Ogden, with a brigade of 131, pushed south from Flathead House toward Utah in December 1824. Accompanying the British was a small group of Americans directed by Jedediah Smith. By April the expedition had reached the Bear River, where the two outfits parted company. Ogden continued south along the Bear River to Cub Creek in present Cache Valley, where he learned from Snake Indians that Americans (John H. Weber's brigade) had already trapped the area. The British continued south through present-day Smithfield, Logan, Hyrum, and into the Huntsville area via Paradise Canyon. After trapping the Ogden Valley region, Ogden took his brigade across the divide south of Huntsville and established his southernmost camp near present Mountain Green. Records seem to indicate that Ogden himself did not enter the area of the present-day city which now bears his name, nor is it positively known if he even saw the Great Salt Lake at this time. However, men of his brigade did return from their trapping with accounts of these areas, and it is quite possible that Ogden did observe them.

While encamped at Mountain Green, Ogden's company was visited by two groups of trappers. The first was led by Etienne Provost, and the second was a group of "Ashley Men" from John Weber's brigade led by Johnson Gardner. Discussion between Ogden and Gardner regarding ownership of the territory escalated into a heated exchange. Ironically, both parties were trespassing on Mexican territory. Gardner enticed twenty-three of Ogden's men to defect to the American camp, bringing more than 700 pelts with them. Fearful of additional desertion and losses, and also to avoid possible diplomatic repercussions, Ogden gathered the remainder of his brigade and retraced his steps to Flathead Post. Undoubtedly, had Ogden not been forced to withdraw, his journals would have provided the earliest and most complete account of what became the Utah Territory.

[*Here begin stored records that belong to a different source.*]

//! Configuration management and environment variable loading

use crate::{RelayError, Result};
use std::env;
use std::path::Path;
use std::time::Duration;

/// Browser user agent sent upstream; some Dify deployments reject anything else.
pub const DEFAULT_USER_AGENT: &str = "Mozilla/5.0 (Windows NT 10.0; Win64; x64) \
AppleWebKit/537.36 (KHTML, like Gecko) Chrome/120.0.0.0 Safari/537.36";

/// User id reported to Dify when the caller supplies none
pub const DEFAULT_USER: &str = "web-ui-user";

/// Load environment variables from .env file
///
/// A missing file is not an error; the process environment is used as-is.
///
/// # Example
///
/// ```no_run
/// use dify_relay_core::load_env;
///
/// load_env().ok();
/// let port = std::env::var("DIFY_RELAY_PORT").unwrap_or_default();
/// ```
pub fn load_env() -> Result<()> {
    match dotenvy::dotenv() {
        Ok(path) => {
            tracing::info!("Loaded environment from: {}", path.display());
            Ok(())
        }
        Err(dotenvy::Error::LineParse(line, pos)) => Err(RelayError::config(format!(
            "Failed to parse .env file at line {}, position {}",
            line, pos
        ))),
        Err(dotenvy::Error::Io(_)) => {
            tracing::warn!("No .env file found - using system environment variables only");
            Ok(())
        }
        Err(e) => Err(RelayError::config(format!("Failed to load .env file: {}", e))),
    }
}

/// Load environment variables from a specific file
pub fn load_env_from_path<P: AsRef<Path>>(path: P) -> Result<()> {
    match dotenvy::from_path(path.as_ref()) {
        Ok(_) => {
            tracing::info!("Loaded environment from: {}", path.as_ref().display());
            Ok(())
        }
        Err(e) => Err(RelayError::config(format!(
            "Failed to load {} environment file: {}",
            path.as_ref().display(),
            e
        ))),
    }
}

/// Get optional environment variable with default
pub fn get_env_or(key: &str, default: &str) -> String {
    env::var(key).unwrap_or_else(|_| default.to_string())
}

/// Get environment variable as boolean
pub fn get_env_bool(key: &str, default: bool) -> bool {
    env::var(key)
        .ok()
        .and_then(|v| parse_bool(&v))
        .unwrap_or(default)
}

/// Get environment variable as integer
pub fn get_env_int<T>(key: &str, default: T) -> T
where
    T: std::str::FromStr,
{
    env::var(key)
        .ok()
        .and_then(|v| v.trim().parse::<T>().ok())
        .unwrap_or(default)
}

fn parse_bool(v: &str) -> Option<bool> {
    match v.trim().to_lowercase().as_str() {
        "true" | "1" | "yes" | "on" => Some(true),
        "false" | "0" | "no" | "off" => Some(false),
        _ => None,
    }
}

/// Relay server and dispatcher configuration
#[derive(Debug, Clone)]
pub struct RelayConfig {
    /// Bind host
    pub host: String,

    /// Bind port
    pub port: u16,

    /// Attach the permissive CORS layer
    pub enable_cors: bool,

    /// Preflight cache lifetime
    pub cors_max_age: Duration,

    /// Maximum inbound request body size
    pub max_body_bytes: usize,

    /// Per-call upstream timeout; `None` waits indefinitely
    pub upstream_timeout: Option<Duration>,

    /// User-Agent header sent upstream
    pub user_agent: String,

    /// Dify `user` field when the caller omits one
    pub default_user: String,
}

impl Default for RelayConfig {
    fn default() -> Self {
        Self {
            host: "127.0.0.1".to_string(),
            port: 8787,
            enable_cors: true,
            cors_max_age: Duration::from_secs(86_400),
            max_body_bytes: 2 * 1024 * 1024,
            upstream_timeout: Some(Duration::from_secs(120)),
            user_agent: DEFAULT_USER_AGENT.to_string(),
            default_user: DEFAULT_USER.to_string(),
        }
    }
}

impl RelayConfig {
    /// Build configuration from `DIFY_RELAY_*` environment variables
    ///
    /// `DIFY_RELAY_UPSTREAM_TIMEOUT_SECS=0` disables the upstream timeout.
    pub fn from_env() -> Self {
        let defaults = Self::default();
        let timeout_secs = get_env_int(
            "DIFY_RELAY_UPSTREAM_TIMEOUT_SECS",
            defaults.upstream_timeout.map(|d| d.as_secs()).unwrap_or(0),
        );
        Self {
            host: get_env_or("DIFY_RELAY_HOST", &defaults.host),
            port: get_env_int("DIFY_RELAY_PORT", defaults.port),
            enable_cors: get_env_bool("DIFY_RELAY_ENABLE_CORS", defaults.enable_cors),
            cors_max_age: defaults.cors_max_age,
            max_body_bytes: get_env_int("DIFY_RELAY_MAX_BODY_BYTES", defaults.max_body_bytes),
            upstream_timeout: (timeout_secs > 0).then(|| Duration::from_secs(timeout_secs)),
            user_agent: get_env_or("DIFY_RELAY_USER_AGENT", &defaults.user_agent),
            default_user: get_env_or("DIFY_RELAY_DEFAULT_USER", &defaults.default_user),
        }
    }

    /// Socket address string for binding
    pub fn bind_addr(&self) -> String {
        format!("{}:{}", self.host, self.port)
    }
}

Ogden continued to lead Hudson's Bay Company brigades; however, not until his 1828-29 expedition did he again enter the Utah area. This journey brought Ogden south from Fort Nez Perce to what trappers called "Ogden's" or "Mary's" River, later named the Humbolt by John C. Frémont. Pushing east, Ogden's brigade proceeded to present-day Lucin, Utah, then north along the east side of the Grouse Creek Range. The expedition then proceeded eastward across Park Valley and camped near Ten Mile Spring. Ogden indicates that at this spring he had his first view of the Great Salt Lake; whether this meant his first view during this expedition or his first time ever is uncertain. After observing the lake, Ogden continued north toward Soda Springs, then south along the Bear River through Cache Valley to where the Malad River joins the Bear. After trapping the area, Ogden's brigade returned to Ten Mile Spring, skirting the north end of the Great Salt Lake and retracing their route out of Utah.

Ogden's impact upon the fur trade was immense; however, after his 1828-29 expedition he never again entered Utah. He did remain active in the Hudson's Bay Company until a few months prior to his death in 1854.

See: Gloria Griffen Cline, Peter Skene Ogden and the Hudson's Bay Company (1974); LeRoy R. Hafen and Harvey L. Carter, eds., Mountain Men and Fur Traders of the Far West (1982); David E. Miller, "Journal of Expedition to Utah, 1825," Utah Historical Quarterly 20: 2 (1952); Edwin E. Rich, ed., Peter Skene Ogden's Snake Country Journals, 1824-1825 and 1825-1826 (1950); Glyndwr Williams, ed., Peter Skene Ogden's Snake Country Journals, 1827-1828 and 1828-1829 (1971).